Through collaboration, conversations, and expertise, the West Virginia Broadband Enhancement Council has helped to bring faster internet connectivity to the state through both traditional and nontraditional internet providers, as members of the council discussed on November 14 at Bloomberg’s Next.2018 event.

“One of the major initiatives we put forth is encouraging public-private partnerships, rather than encouraging government owned and operated networks,” said Robert Hinton, chairman of the West Virginia Broadband Enhancement Council. “We want to have the communities partner with the private carriers and let the private carriers do what they do best.”

The theme of public-private partnerships drove a lot of the council’s work, and led some new parties to get involved.

“We started out life as a small break/fix technology company,” said Charlie Dennie, vice president of government relations at Alpha Technologies. But after acquiring a large data center and attempting to move into cloud services, the company found that the lack of broadband service hampered its goals. “We discovered that the availability and the cost of the broadband services needed to make that happen simply wasn’t available. And so, we got the idea one day to build our own fiber.”
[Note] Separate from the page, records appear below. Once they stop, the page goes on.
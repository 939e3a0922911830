//! UI module - health bars and overlay menus.

mod health_bar;
mod menu;

pub use health_bar::HealthBar;
pub use menu::{draw_container, OverlayMenu};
Dennie detailed how Alpha was building 35 miles of fiber internet around Charleston, W.Va., and already sold enough subscriptions to pay the debt service on the project. He also noted how smaller broadband companies were working together to make sure they can serve communities.

Partnerships with state-level agencies and local governments also brought major benefits for broadband expansion in the state.

Hinton detailed how the council worked to open up small city block grant funding for broadband, started its own pilot program to compare speed test data with data from the National Telecommunications and Information Administration (NTIA) and the Federal Communications Commission (FCC), and created a loan insurance program for small providers starting new projects up to $10 million.

Among the other major initiatives that both panelists touted was winning the access to state-owned right-of ways.

“The Governor, Jim Justice, did us all a huge favor when he declared that the value of the right of way, for construction purposes, would be zero dollars,” said Dennie, pointing to the tax benefits of the move. “Anything that’s taxed, if you want more of it–make the taxes lower.”

Throughout the process, the council has been realistic about its role.

“One of the things we say, is that the council chairman or council members are not going to come to your community and help you solve the problem. It’s going to take a local community effort, and it’s going to take a partnership with the providers in order to solve that problem,” said Hinton.